Introduction: Although major advances have been done in the treatment of multiple myeloma (MM) patients (pts), it still remains incurable with conventional or high dose chemotherapy with autologous stem cell rescue (ASCT). A novel agent which takes standard place in the management of MM pts is bortezomib.

Patients and methods: The aim of our study is to evaluate prospectively the response to bortezomib (1.3mg/m2 on days 1, 4, 8, 11 in a 21-day cycle for up to 8 cycles) in MM pts relapsed or refractory after standard therapy. We evaluate its re-administration (with the same schedule) in a number of pts who have relapsed after a complete course of bortezomib as well. We also present the pts who have received bortezomib as maintenance therapy (1.3mg/m2 on days 1 and 4 in a 28-day cycle).

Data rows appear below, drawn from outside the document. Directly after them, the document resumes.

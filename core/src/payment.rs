//! Payment ledger rows.
//!
//! A reservation may accumulate more than one payment row across retries, but
//! only one row may ever reach CAPTURED — concurrent pay attempts race on the
//! aggregate's version-checked update, and only the winner records a capture.

use chrono::{DateTime, Utc};
use serde::{Deserialize, Serialize};
use std::fmt;
use uuid::Uuid;

use crate::reservation::{Money, ReservationCode};
use crate::store::StorageError;

/// Status of one payment row.
#[derive(Clone, Copy, Debug, PartialEq, Eq, Serialize, Deserialize)]
#[serde(rename_all = "SCREAMING_SNAKE_CASE")]
pub enum PaymentStatus {
    /// Capture initiated; awaiting the provider's confirmation.
    Pending,
    /// Funds captured.
    Captured,
    /// Capture failed.
    Failed,
}

impl PaymentStatus {
    /// Storage string representation.
    #[must_use]
    pub const fn as_str(&self) -> &'static str {
        match self {
            Self::Pending => "PENDING",
            Self::Captured => "CAPTURED",
            Self::Failed => "FAILED",
        }
    }

    /// Parse from the storage string representation.
    ///
    /// # Errors
    ///
    /// Returns an error if the string doesn't match a known status.
    pub fn parse(s: &str) -> Result<Self, StorageError> {
        match s {
            "PENDING" => Ok(Self::Pending),
            "CAPTURED" => Ok(Self::Captured),
            "FAILED" => Ok(Self::Failed),
            _ => Err(StorageError::Database(format!(
                "Invalid payment status: {s}"
            ))),
        }
    }
}

impl fmt::Display for PaymentStatus {
    fn fmt(&self, f: &mut fmt::Formatter<'_>) -> fmt::Result {
        f.write_str(self.as_str())
    }
}

/// One capture attempt against the payment provider.
#[derive(Clone, Debug, PartialEq, Serialize, Deserialize)]
pub struct Payment {
    /// Unique payment row id.
    pub id: Uuid,
    /// The reservation this payment belongs to.
    pub reservation_code: ReservationCode,
    /// Payment provider identifier (e.g. `"stripe"`).
    pub provider: String,
    /// The provider's transaction id, used to correlate webhooks.
    pub provider_transaction_id: Option<String>,
    /// The provider's charge id, known once captured.
    pub charge_id: Option<String>,
    /// Id of the provider webhook event that settled this payment. Webhook
    /// deliveries are deduplicated on this.
    pub provider_event_id: Option<String>,
    /// Captured amount in minor units.
    pub amount: Money,
    /// ISO 4217 currency code for `amount`.
    pub currency: String,
    /// Row status.
    pub status: PaymentStatus,
    /// When the capture was initiated.
    pub created_at: DateTime<Utc>,
}

impl Payment {
    /// A capture that has been initiated but not yet settled.
    #[must_use]
    pub fn pending(
        reservation_code: ReservationCode,
        provider: impl Into<String>,
        provider_transaction_id: Option<String>,
        amount: Money,
        currency: impl Into<String>,
        now: DateTime<Utc>,
    ) -> Self {
        Self {
            id: Uuid::new_v4(),
            reservation_code,
            provider: provider.into(),
            provider_transaction_id,
            charge_id: None,
            provider_event_id: None,
            amount,
            currency: currency.into(),
            status: PaymentStatus::Pending,
            created_at: now,
        }
    }

    /// Settles this row as captured.
    pub fn mark_captured(&mut self, provider_event_id: Option<String>, charge_id: Option<String>) {
        self.status = PaymentStatus::Captured;
        if provider_event_id.is_some() {
            self.provider_event_id = provider_event_id;
        }
        if charge_id.is_some() {
            self.charge_id = charge_id;
        }
    }

    /// Settles this row as failed.
    pub fn mark_failed(&mut self, provider_event_id: Option<String>) {
        self.status = PaymentStatus::Failed;
        if provider_event_id.is_some() {
            self.provider_event_id = provider_event_id;
        }
    }
}

#[cfg(test)]
#[allow(clippy::unwrap_used)]
mod tests {
    use super::*;

    #[test]
    fn status_round_trips_through_storage_strings() {
        for status in [
            PaymentStatus::Pending,
            PaymentStatus::Captured,
            PaymentStatus::Failed,
        ] {
            assert_eq!(PaymentStatus::parse(status.as_str()).unwrap(), status);
        }
        assert!(PaymentStatus::parse("captured").is_err());
    }

    #[test]
    fn capture_keeps_earlier_provider_ids_when_webhook_omits_them() {
        let mut payment = Payment::pending(
            ReservationCode::new("R1"),
            "stripe",
            Some("pi_123".to_owned()),
            Money::from_cents(5000),
            "EUR",
            Utc::now(),
        );
        payment.charge_id = Some("ch_1".to_owned());
        payment.mark_captured(Some("evt_9".to_owned()), None);
        assert_eq!(payment.status, PaymentStatus::Captured);
        assert_eq!(payment.charge_id.as_deref(), Some("ch_1"));
        assert_eq!(payment.provider_event_id.as_deref(), Some("evt_9"));
    }
}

Results: From September 2004 until August 2007 36 MM pts have been included. The characteristics of the pts are as follows: 21 males, 15 females, median age at diagnosis 57 years (41–70). Eleven pts was IgGκ, 8 pts IgGλ, 8 IgAκ,3 IgAλ, 3 κ light chain and 3 λ light chain. According to the Durie-Salmon staging system 3 pts was IA, 13 IIA, 16 IIIA and 4 IIIB. The median number of prior therapies was 3 (1–7). Nineteen pts had received ASCT prior to bortezomib. Median time from diagnosis to the first dose of bortezomib was 47 months (5–156). Twenty eight pts received bortezomib for relapse and 8 for refractory disease. Median follow-up time since bortezomib administration was 12 months (1–30). The pts who achieved CR, VGPR or was in PD for two successive cycles discontinued treatment. The median number of cycles received was 5.5 (1–8). The response outcome, according to the International Myeloma Working Group response criteria, for the pts who received up to 4 cycles, was: 7 pts in CR, 5 pts in VGPR, 7 pts in PR, 7 pts in SD, 6 pts in PD, 3 pts died due to PD and 1 due to pulmonary complications. The response outcome for the pts who received up to 8 cycles was: 5 pts in CR, 4 pts in VGPR, 5 pts in PR, 4 pts in SD, 3 pts in PD. The median time to progression for responders was 8 months (1–26). The overall outcome was CR 22.3%, VGPR 16.7%, PR 11.1%, SD 19.4% and PD 30.5%. Ten pts who achieved CR, VGPR or PR continued maintenance therapy with bortezomib. The median time of maintenance therapy until relapse was 7 months (2–16). Six pts from the maintenance group who relapsed re-treated with bortezomib. Also 1 patient who relapsed without receiving bortezomib maintenance re-treated as well. After a median number of 6 cycles (1–8) of re-treatment, 1 patient is in VGPR, 1 in PR, 3 in SD and 2 in PD.

Conclusions: We conclude that bortezomib offers an overall response rate of 50.1% (CR, VGPR, PR) in heavily pre-treated MM pts achieved even from the very first cycle. Probably the addition of bortezomib as maintenance therapy may prolong the time to progression in responding pts. Retreatment is also an attractive option, but we cannot extract safe conclusions due to our limited sample size.